O herói deste estudo é Physarum polycephalum. Vive nos bosques das regiões temperadas, parece um cogumelo amarelo. Mas não é um cogumelo. É um bolor gelatinoso.

Primo afastado das plantas, dos cogumelos e dos animais, apareceu na Terra cerca de 500 milhões de anos antes do Homem. É constituído por uma única célula, tem milhões de núcleos e pode cobrir superfícies de vários metros quadrados com as suas extensões - pseudópodes [prolongamento protoplasmático de certas células, utilizado para a locomoção]. É capaz de se deslocar a uma velocidade de 5 centímetros por hora para encontrar alimento.

Os investigadores chamam-lhe "o blob" dado que não tem forma definida como a massa alienígena do filme norte-americano de 1958 que devora tudo à sua passagem, incluindo seres humanos. Este último alimento não faz parte da dieta de Physarum polycephalum, que prefere bactérias e cogumelos.

Mas também gosta muito de aveia. E é aqui que começa a experiência.
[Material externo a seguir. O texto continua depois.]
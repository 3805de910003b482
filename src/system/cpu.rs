use std::sync::{Mutex, PoisonError};
use std::time::SystemTime;

use super::source::{CounterSource, CpuTimes};
use super::stats::CpuStats;
use crate::error::SourceResult;

#[derive(Clone, Copy, Debug)]
struct Baseline {
    times: CpuTimes,
    taken_at: SystemTime,
}

/// Turns successive cumulative CPU readings into a usage percentage.
///
/// Holds the one retained reading. The lock is held across the counter read
/// and the baseline update, so overlapping callers always see a complete
/// previous reading.
#[derive(Debug, Default)]
pub struct CpuDeltaEngine {
    baseline: Mutex<Option<Baseline>>,
}

impl CpuDeltaEngine {
    pub fn new() -> Self {
        Self::default()
    }

    /// Read the CPU counters and compute usage since the previous call.
    ///
    /// The first call reports a usage of 0. The baseline is replaced on every
    /// successful read; a failed read leaves it untouched.
    pub fn sample<S: CounterSource + ?Sized>(&self, source: &S) -> SourceResult<CpuStats> {
        let (usage, now) = {
            let mut baseline = self.baseline.lock().unwrap_or_else(PoisonError::into_inner);
            let now = source.cpu_times()?;
            let usage = baseline
                .as_ref()
                .map_or(0.0, |prev| usage_between(&prev.times, &now));
            *baseline = Some(Baseline {
                times: now,
                taken_at: SystemTime::now(),
            });
            (usage, now)
        };

        let identity = source.cpu_identity();
        Ok(CpuStats {
            usage,
            cores: identity.cores,
            model_name: identity.model_name.unwrap_or_default(),
            user: now.user,
            system: now.system,
            idle: now.idle,
        })
    }

    /// Wall-clock time of the retained reading, if any.
    pub fn last_sample_time(&self) -> Option<SystemTime> {
        self.baseline
            .lock()
            .unwrap_or_else(PoisonError::into_inner)
            .as_ref()
            .map(|b| b.taken_at)
    }
}

/// Busy share between two readings, in percent.
///
/// Any counter regression (a restarted or wrapped source) yields 0, and
/// the result is always within 0..=100.
pub fn usage_between(prev: &CpuTimes, now: &CpuTimes) -> f64 {
    if now.user < prev.user || now.system < prev.system || now.idle < prev.idle {
        return 0.0;
    }
    let total_delta = now.total() as i128 - prev.total() as i128;
    let idle_delta = now.idle as i128 - prev.idle as i128;
    if total_delta <= 0 {
        return 0.0;
    }
    let total_delta = total_delta as f64;
    let idle_delta = idle_delta as f64;
    (100.0 * (total_delta - idle_delta) / total_delta).clamp(0.0, 100.0)
}

#[cfg(test)]
mod tests {
    use super::*;
    use crate::system::source::{Capability, ScriptedSource};
    use proptest::prelude::*;

    fn times(user: u64, system: u64, idle: u64) -> CpuTimes {
        CpuTimes::new(user, system, idle)
    }

    #[test]
    fn first_call_reports_zero() {
        let source = ScriptedSource::new().with_cpu_times([times(5_000, 2_000, 90_000)]);
        let engine = CpuDeltaEngine::new();
        assert!(engine.last_sample_time().is_none());
        let stats = engine.sample(&source).unwrap();
        assert_eq!(stats.usage, 0.0);
        assert_eq!((stats.user, stats.system, stats.idle), (5_000, 2_000, 90_000));
        assert!(engine.last_sample_time().is_some());
    }

    #[test]
    fn scripted_two_call_round_trip() {
        let source = ScriptedSource::new()
            .with_identity(8, Some("Scripted CPU"))
            .with_cpu_times([times(100, 50, 850), times(200, 100, 1600)]);
        let engine = CpuDeltaEngine::new();

        assert_eq!(engine.sample(&source).unwrap().usage, 0.0);
        let second = engine.sample(&source).unwrap();

        // total 1000 -> 1900, idle 850 -> 1600
        let expected = 100.0 * (900.0 - 750.0) / 900.0;
        assert!((second.usage - expected).abs() < 1e-9);
        assert!((second.usage - 16.666_666_666_666_668).abs() < 1e-9);
        assert_eq!(second.cores, 8);
        assert_eq!(second.model_name, "Scripted CPU");
    }

    #[test]
    fn identical_counters_mean_no_work() {
        let source = ScriptedSource::new().with_cpu_times([times(10, 10, 10)]);
        let engine = CpuDeltaEngine::new();
        engine.sample(&source).unwrap();
        assert_eq!(engine.sample(&source).unwrap().usage, 0.0);
    }

    #[test]
    fn all_idle_and_all_busy() {
        assert_eq!(usage_between(&times(10, 10, 10), &times(10, 10, 60)), 0.0);
        assert_eq!(usage_between(&times(10, 10, 10), &times(40, 30, 10)), 100.0);
    }

    #[test]
    fn regression_is_clamped_to_zero() {
        assert_eq!(usage_between(&times(500, 500, 500), &times(1, 1, 1)), 0.0);
    }

    #[test]
    fn idle_regression_with_growing_total_reports_zero() {
        // Idle 100 -> 50 while the total grows 100 -> 350.
        assert_eq!(usage_between(&times(0, 0, 100), &times(300, 0, 50)), 0.0);
        // User went backwards while idle grew.
        assert_eq!(usage_between(&times(50, 0, 0), &times(10, 0, 500)), 0.0);
    }

    #[test]
    fn engine_reports_zero_after_idle_regression() {
        let source = ScriptedSource::new().with_cpu_times([times(0, 0, 100), times(300, 0, 50)]);
        let engine = CpuDeltaEngine::new();
        engine.sample(&source).unwrap();
        assert_eq!(engine.sample(&source).unwrap().usage, 0.0);
    }

    #[test]
    fn missing_model_name_is_empty() {
        let source = ScriptedSource::new().with_identity(2, None);
        let stats = CpuDeltaEngine::new().sample(&source).unwrap();
        assert_eq!(stats.model_name, "");
        assert_eq!(stats.cores, 2);
    }

    #[test]
    fn failed_read_keeps_baseline() {
        let engine = CpuDeltaEngine::new();
        let failing = ScriptedSource::new().failing(Capability::CpuTimes);
        assert!(engine.sample(&failing).is_err());
        assert!(engine.last_sample_time().is_none());
    }

    #[test]
    fn overlapping_callers_see_consistent_deltas() {
        let readings: Vec<CpuTimes> = (1..=200).map(|i| times(i * 10, i * 5, i * 85)).collect();
        let source = ScriptedSource::new().with_cpu_times(readings);
        let engine = CpuDeltaEngine::new();

        std::thread::scope(|scope| {
            for _ in 0..4 {
                scope.spawn(|| {
                    for _ in 0..50 {
                        let usage = engine.sample(&source).unwrap().usage;
                        // Every step is 10 user + 5 system out of 100.
                        assert!(usage == 0.0 || (usage - 15.0).abs() < 1e-9);
                    }
                });
            }
        });
    }

    proptest! {
        #[test]
        fn usage_is_a_percentage(
            pu in 0u64..1_000_000, ps in 0u64..1_000_000, pi in 0u64..1_000_000,
            nu in 0u64..1_000_000, ns in 0u64..1_000_000, ni in 0u64..1_000_000,
        ) {
            let usage = usage_between(&times(pu, ps, pi), &times(nu, ns, ni));
            prop_assert!((0.0..=100.0).contains(&usage));
        }

        #[test]
        fn shrinking_totals_report_zero(
            u in 1u64..1_000_000, s in 1u64..1_000_000, i in 1u64..1_000_000,
            du in 0u64..1_000, ds in 0u64..1_000, di in 1u64..1_000,
        ) {
            let prev = times(u + du, s + ds, i + di);
            let now = times(u, s, i);
            prop_assert_eq!(usage_between(&prev, &now), 0.0);
        }

        #[test]
        fn any_component_regression_reports_zero(
            u in 1u64..1_000_000, s in 0u64..1_000_000, i in 0u64..1_000_000,
            back in 1u64..1_000, grow in 0u64..1_000_000, which in 0usize..3,
        ) {
            let prev = times(u + back, s + back, i + back);
            let mut now = times(u + back + grow, s + back + grow, i + back + grow);
            match which {
                0 => now.user = u,
                1 => now.system = s,
                _ => now.idle = i,
            }
            prop_assert_eq!(usage_between(&prev, &now), 0.0);
        }
    }
}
Durante nove dias, os cientistas confrontaram vários grupos de Physarum polycephalum com substâncias amargas mas inofensivas que eles deviam atravessar para chegar ao seu alimento - flocos de aveia.

Um dos grupos tinha de atravessar quinino, outro cafeína, só o percurso do terceiro grupo, o de controlo, não tinha qualquer substância. Ao início, os Physarum polycephalum estavam reticentes em atravessar o quinino e a cafeína. Desconfiados, avançaram apenas com uma fina extensão, para limitar o contacto com as substâncias, que julgaram perigosas. Demoraram várias horas até alcançar o alimento.
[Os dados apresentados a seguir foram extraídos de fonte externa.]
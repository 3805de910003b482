use std::collections::VecDeque;
use std::sync::{Mutex, PoisonError};

use super::{CounterSource, CpuIdentity, CpuTimes, ProcessCounters, SwapCounters, VirtualMemory};
use crate::error::{SourceError, SourceResult};

/// A capability of [`ScriptedSource`] that can be made to fail.
#[derive(Clone, Copy, Debug, PartialEq, Eq)]
pub enum Capability {
    CpuTimes,
    VirtualMemory,
    ProcessList,
    Uptime,
}

/// In-memory counter source replaying fixed values.
///
/// CPU readings are consumed one per `cpu_times` call; once the script runs
/// dry the last reading repeats. Used to drive the sampler deterministically.
#[derive(Debug, Default)]
pub struct ScriptedSource {
    cpu: Mutex<CpuScript>,
    identity: CpuIdentity,
    memory: VirtualMemory,
    swap: Option<SwapCounters>,
    processes: Vec<(u32, Option<ProcessCounters>)>,
    uptime: f64,
    failing: Vec<Capability>,
}

#[derive(Debug, Default)]
struct CpuScript {
    pending: VecDeque<CpuTimes>,
    current: CpuTimes,
}

impl ScriptedSource {
    pub fn new() -> Self {
        Self::default()
    }

    pub fn with_cpu_times(mut self, readings: impl IntoIterator<Item = CpuTimes>) -> Self {
        self.cpu
            .get_mut()
            .unwrap_or_else(PoisonError::into_inner)
            .pending
            .extend(readings);
        self
    }

    pub fn with_identity(mut self, cores: usize, model_name: Option<&str>) -> Self {
        self.identity = CpuIdentity {
            cores,
            model_name: model_name.map(str::to_string),
        };
        self
    }

    pub fn with_memory(mut self, memory: VirtualMemory) -> Self {
        self.memory = memory;
        self
    }

    pub fn with_swap(mut self, total: u64, free: u64) -> Self {
        self.swap = Some(SwapCounters { total, free });
        self
    }

    pub fn with_process(mut self, pid: u32, counters: ProcessCounters) -> Self {
        self.processes.push((pid, Some(counters)));
        self
    }

    /// A pid that is listed but has exited by the time it is read.
    pub fn with_vanished_process(mut self, pid: u32) -> Self {
        self.processes.push((pid, None));
        self
    }

    pub fn with_uptime(mut self, seconds: f64) -> Self {
        self.uptime = seconds;
        self
    }

    pub fn failing(mut self, capability: Capability) -> Self {
        self.failing.push(capability);
        self
    }

    fn check(&self, capability: Capability) -> SourceResult<()> {
        if self.failing.contains(&capability) {
            let what = match capability {
                Capability::CpuTimes => "cpu counters",
                Capability::VirtualMemory => "memory counters",
                Capability::ProcessList => "process list",
                Capability::Uptime => "uptime",
            };
            return Err(SourceError::unavailable(what));
        }
        Ok(())
    }
}

impl CounterSource for ScriptedSource {
    fn cpu_times(&self) -> SourceResult<CpuTimes> {
        self.check(Capability::CpuTimes)?;
        let mut script = self.cpu.lock().unwrap_or_else(PoisonError::into_inner);
        if let Some(next) = script.pending.pop_front() {
            script.current = next;
        }
        Ok(script.current)
    }

    fn cpu_identity(&self) -> CpuIdentity {
        self.identity.clone()
    }

    fn virtual_memory(&self) -> SourceResult<VirtualMemory> {
        self.check(Capability::VirtualMemory)?;
        Ok(self.memory)
    }

    fn swap(&self) -> Option<SwapCounters> {
        self.swap
    }

    fn process_ids(&self) -> SourceResult<Vec<u32>> {
        self.check(Capability::ProcessList)?;
        Ok(self.processes.iter().map(|(pid, _)| *pid).collect())
    }

    fn process(&self, pid: u32) -> SourceResult<ProcessCounters> {
        self.processes
            .iter()
            .find(|(candidate, _)| *candidate == pid)
            .and_then(|(_, counters)| counters.clone())
            .ok_or_else(|| SourceError::unavailable(format!("process {pid}")))
    }

    fn uptime(&self) -> SourceResult<f64> {
        if self.failing.contains(&Capability::Uptime) {
            return Err(SourceError::parse("uptime", "invalid uptime format"));
        }
        Ok(self.uptime)
    }
}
Ao fim de uns dias, perceberam que as substâncias eram inofensivas e atravessavam-nas cada vez mais rapidamente. Ao final de seis dias o percurso foi feito da mesma forma que o grupo de controlo já fazia porque não tinha de passar por nenhuma substância.

Os cientistas chamam a este fenómeno "habituação". "Trata-se de um processo de aprendizagem simples que consiste em habituar-se a um estímulo que aparece várias vezes", explicou Audrey Dussutou. Se alguém nos sopra nos olhos, fechamo-los. Mas se o fizerem várias vezes, acabamos por não fechar os olhos porque percebemos que não representa perigo.

Toda a "habituação" é seguida de esquecimento caso o estímulo não seja repetido durante algum tempo. Assim, dois dias depois sem contacto com alguma das substâncias amargas, os Physarum polycephalum voltaram a desconfiar do quinino e da cafeína.

Esta forma de aprendizagem - bastante comum entre os animais - ainda não tinha sido observada num organismo unicelular. Esta descoberta vem assim colocar a questão sobre a capacidade de aprendizagem de seres extremamente simples.